Playwright MCP
Last reviewed
May 24, 2026
Sources
No citations yet
Review status
Needs citations
Revision
v1 · 3,573 words
Improve this article
Add missing citations, update stale details, or suggest a clearer explanation.
Last reviewed
May 24, 2026
Sources
No citations yet
Review status
Needs citations
Revision
v1 · 3,573 words
Add missing citations, update stale details, or suggest a clearer explanation.
Playwright MCP is an open-source model context protocol server developed and maintained by microsoft that lets large language model agents control real web browsers through the Playwright cross-browser automation library. Released by the Playwright team on 22 March 2025 at the GitHub repository microsoft/playwright-mcp, it exposes a set of MCP tools for navigation, clicking, typing, form filling, screenshot capture, network interception, and reading page state.[^1][^2] The server distinguishes itself from screenshot-only desktop control agents by operating primarily on the browser accessibility tree, which produces compact structured snapshots that LLMs parse with a fraction of the tokens required for full DOM dumps or pixel-based vision.[^3] As of May 2026 the package is published on npm as @playwright/mcp and is wired into clients including claude code, Claude Desktop, cursor, windsurf, and Microsoft Visual Studio Code in GitHub Copilot agent mode.[^1][^4]
The Model Context Protocol is an open standard announced by Anthropic on 25 November 2024 to give LLM applications a uniform way to discover and call external tools, fetch data, and read prompts from outside systems.[^5] The initial release shipped with reference servers for Google Drive, Slack, GitHub, Git, Postgres, and Puppeteer along with SDKs in Python, TypeScript, C#, and Java.[^5][^6] OpenAI announced official adoption of MCP across its Agents SDK, Responses API, and ChatGPT desktop app in March 2025, and Google followed with native support in Gemini and a set of managed MCP servers for Maps, BigQuery, Compute Engine, and Kubernetes Engine later in 2025.[^6][^7] By the end of 2025 Anthropic donated the protocol to the Linux Foundation through the new Agentic AI Foundation, with Block and OpenAI as co-founders.[^6]
Playwright itself predates the MCP project by several years.

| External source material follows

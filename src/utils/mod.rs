//! Shared utilities: error types and logging setup.

pub mod error;
pub mod logging;

pub use error::{DecodeError, DeliveryError, PoolError, ServerError, SourceError};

Microsoft released the Playwright 1.0 cross-browser test automation framework on 6 May 2020, after a public preview that began on 31 January 2020.[^8] The library was built by a team that included engineers who had previously worked on Google's Puppeteer headless Chrome project; the design goal was a single API that drives Chromium, Firefox, and WebKit with the same code, with built-in handling of timing flakiness, network interception, and parallel test execution.[^8] By 2026 the microsoft/playwright repository had passed 89,000 GitHub stars, with bindings for JavaScript, TypeScript, Python, .NET, and Java.[^9]

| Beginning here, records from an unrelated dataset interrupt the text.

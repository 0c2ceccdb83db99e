use std::time::Duration;

use serde::Deserialize;

/// Top-level configuration settings for the service.
#[derive(Debug, Deserialize, Clone, PartialEq)]
pub struct Settings {
    pub server: ServerSettings,
    pub broker: BrokerSettings,
    pub stream: StreamSettings,
    pub reconnect: ReconnectSettings,
    pub logging: LoggingSettings,
}

/// Where the push endpoints listen.
#[derive(Debug, Deserialize, Clone, PartialEq)]
pub struct ServerSettings {
    pub host: String,
    /// HTTP port serving the SSE stream, summary and health routes.
    pub port: u16,
    /// Port of the WebSocket variant of the stream.
    pub ws_port: u16,
}

/// Which upstream to consume and which topics to read.
#[derive(Debug, Deserialize, Clone, PartialEq)]
pub struct BrokerSettings {
    pub source: SourceKind,
    pub bootstrap_servers: String,
    pub group_id: String,
    pub telemetry_topic: String,
    pub alert_topic: String,
}

#[derive(Debug, Deserialize, Clone, Copy, PartialEq, Eq)]
#[serde(rename_all = "lowercase")]
pub enum SourceKind {
    /// Synthetic generator, no broker required.
    Demo,
    /// Kafka consumer; needs the `kafka` cargo feature.
    Kafka,
}

impl SourceKind {
    pub fn as_str(&self) -> &'static str {
        match self {
            SourceKind::Demo => "demo",
            SourceKind::Kafka => "kafka",
        }
    }
}

/// Fan-out, cache and client lifecycle tuning.
#[derive(Debug, Deserialize, Clone, PartialEq)]
pub struct StreamSettings {
    pub max_alerts: usize,
    pub max_vehicle_age_ms: u64,
    pub sweep_interval_ms: u64,
    pub idle_shutdown_secs: u64,
    pub keepalive_secs: u64,
    /// Capacity of each client's outbound queue.
    pub client_buffer: usize,
}

impl StreamSettings {
    pub fn max_vehicle_age(&self) -> Duration {
        Duration::from_millis(self.max_vehicle_age_ms)
    }

    pub fn sweep_interval(&self) -> Duration {
        Duration::from_millis(self.sweep_interval_ms.max(1))
    }

    pub fn idle_shutdown(&self) -> Duration {
        Duration::from_secs(self.idle_shutdown_secs)
    }

    pub fn keepalive(&self) -> Duration {
        Duration::from_secs(self.keepalive_secs.max(1))
    }
}

/// Upstream reconnect backoff.
#[derive(Debug, Deserialize, Clone, PartialEq)]
pub struct ReconnectSettings {
    pub max_attempts: u32,
    pub base_delay_ms: u64,
    pub max_delay_ms: u64,
}

#[derive(Debug, Deserialize, Clone, PartialEq)]
pub struct LoggingSettings {
    pub level: String,
}

/// Partial configuration loaded from files or environment.
///
/// Every field is optional; missing values are filled from `Settings::default()`.
#[derive(Debug, Deserialize, Default)]
pub struct PartialSettings {
    pub server: Option<PartialServerSettings>,
    pub broker: Option<PartialBrokerSettings>,
    pub stream: Option<PartialStreamSettings>,
    pub reconnect: Option<PartialReconnectSettings>,
    pub logging: Option<PartialLoggingSettings>,
}

#[derive(Debug, Deserialize, Default)]
pub struct PartialServerSettings {
    pub host: Option<String>,
    pub port: Option<u16>,
    pub ws_port: Option<u16>,
}

#[derive(Debug, Deserialize, Default)]
pub struct PartialBrokerSettings {
    pub source: Option<SourceKind>,
    pub bootstrap_servers: Option<String>,
    pub group_id: Option<String>,
    pub telemetry_topic: Option<String>,
    pub alert_topic: Option<String>,
}

#[derive(Debug, Deserialize, Default)]
pub struct PartialStreamSettings {
    pub max_alerts: Option<usize>,
    pub max_vehicle_age_ms: Option<u64>,
    pub sweep_interval_ms: Option<u64>,
    pub idle_shutdown_secs: Option<u64>,
    pub keepalive_secs: Option<u64>,
    pub client_buffer: Option<usize>,
}

#[derive(Debug, Deserialize, Default)]
pub struct PartialReconnectSettings {
    pub max_attempts: Option<u32>,
    pub base_delay_ms: Option<u64>,
    pub max_delay_ms: Option<u64>,
}

#[derive(Debug, Deserialize, Default)]
pub struct PartialLoggingSettings {
    pub level: Option<String>,
}

impl PartialSettings {
    /// Fill every missing value from `defaults`.
    pub fn merge(self, defaults: Settings) -> Settings {
        Settings {
            server: self.server.unwrap_or_default().merge(defaults.server),
            broker: self.broker.unwrap_or_default().merge(defaults.broker),
            stream: self.stream.unwrap_or_default().merge(defaults.stream),
            reconnect: self.reconnect.unwrap_or_default().merge(defaults.reconnect),
            logging: LoggingSettings {
                level: self
                    .logging
                    .and_then(|l| l.level)
                    .unwrap_or(defaults.logging.level),
            },
        }
    }
}

impl PartialServerSettings {
    fn merge(self, d: ServerSettings) -> ServerSettings {
        ServerSettings {
            host: self.host.unwrap_or(d.host),
            port: self.port.unwrap_or(d.port),
            ws_port: self.ws_port.unwrap_or(d.ws_port),
        }
    }
}

impl PartialBrokerSettings {
    fn merge(self, d: BrokerSettings) -> BrokerSettings {
        BrokerSettings {
            source: self.source.unwrap_or(d.source),
            bootstrap_servers: self.bootstrap_servers.unwrap_or(d.bootstrap_servers),
            group_id: self.group_id.unwrap_or(d.group_id),
            telemetry_topic: self.telemetry_topic.unwrap_or(d.telemetry_topic),
            alert_topic: self.alert_topic.unwrap_or(d.alert_topic),
        }
    }
}

impl PartialStreamSettings {
    fn merge(self, d: StreamSettings) -> StreamSettings {
        StreamSettings {
            max_alerts: self.max_alerts.unwrap_or(d.max_alerts),
            max_vehicle_age_ms: self.max_vehicle_age_ms.unwrap_or(d.max_vehicle_age_ms),
            sweep_interval_ms: self.sweep_interval_ms.unwrap_or(d.sweep_interval_ms),
            idle_shutdown_secs: self.idle_shutdown_secs.unwrap_or(d.idle_shutdown_secs),
            keepalive_secs: self.keepalive_secs.unwrap_or(d.keepalive_secs),
            client_buffer: self.client_buffer.unwrap_or(d.client_buffer),
        }
    }
}

impl PartialReconnectSettings {
    fn merge(self, d: ReconnectSettings) -> ReconnectSettings {
        ReconnectSettings {
            max_attempts: self.max_attempts.unwrap_or(d.max_attempts),
            base_delay_ms: self.base_delay_ms.unwrap_or(d.base_delay_ms),
            max_delay_ms: self.max_delay_ms.unwrap_or(d.max_delay_ms),
        }
    }
}

/// Defaults match a local development broker on port 19092.
impl Default for Settings {
    fn default() -> Self {
        Self {
            server: ServerSettings {
                host: "127.0.0.1".to_string(),
                port: 8080,
                ws_port: 8081,
            },
            broker: BrokerSettings {
                source: SourceKind::Demo,
                bootstrap_servers: "localhost:19092".to_string(),
                group_id: "telecast-dashboard".to_string(),
                telemetry_topic: "telemetry-raw".to_string(),
                alert_topic: "telemetry-alerts".to_string(),
            },
            stream: StreamSettings {
                max_alerts: 50,
                max_vehicle_age_ms: 5_000,
                sweep_interval_ms: 2_000,
                idle_shutdown_secs: 30,
                keepalive_secs: 30,
                client_buffer: 256,
            },
            reconnect: ReconnectSettings {
                max_attempts: 5,
                base_delay_ms: 1_000,
                max_delay_ms: 30_000,
            },
            logging: LoggingSettings {
                level: "info".to_string(),
            },
        }
    }
}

The combination of these two threads, an open agent protocol and a mature cross-browser driver, made an official MCP wrapper around Playwright a natural step. Microsoft's Playwright team shipped the first public version of playwright-mcp on 22 March 2025, three days before independent developer Simon Willison covered the launch on his weblog and described the implementation as "pretty fascinating" because Claude Desktop could now drive a browser by reading the Chrome accessibility tree rather than by analyzing screenshots.[^2][^10]
| Date | Version | Notes |
|---|---|---|
| 22 March 2025 | First public release | Initial publish of @playwright/mcp on npm; microsoft/playwright-mcp repository made public.[^1][^11] |
| March-April 2025 | v0.0.x point releases | Rapid iteration on tool naming, snapshot format, and configuration flags. |
| 6 February 2026 | v0.0.64 | Expanded tab management and vision tools.[^11] |
| 14 February 2026 | v0.0.67 / v0.0.68 | Added storage-state and tracing utilities.[^11] |
| 30 March 2026 | v0.0.69 | Documentation reorganization.[^11] |
| 7 May 2026 | v0.0.75 | Latest version at time of writing.[^11] |
The version numbers stayed in the 0.0.x range through 65 releases, reflecting a deliberate decision by the maintainers to keep the package marked as pre-1.0 while the tool surface stabilized.[^11] Despite the pre-release labeling, the GitHub repository reached more than 32,000 stars within roughly a year of launch.[^12]
Playwright MCP is a Node.js process. When an MCP client launches it, the server creates a Playwright Browser instance, exposes a list of MCP tools over a transport, and translates each tool call into a Playwright API invocation against an open page or tab.[^1][^13]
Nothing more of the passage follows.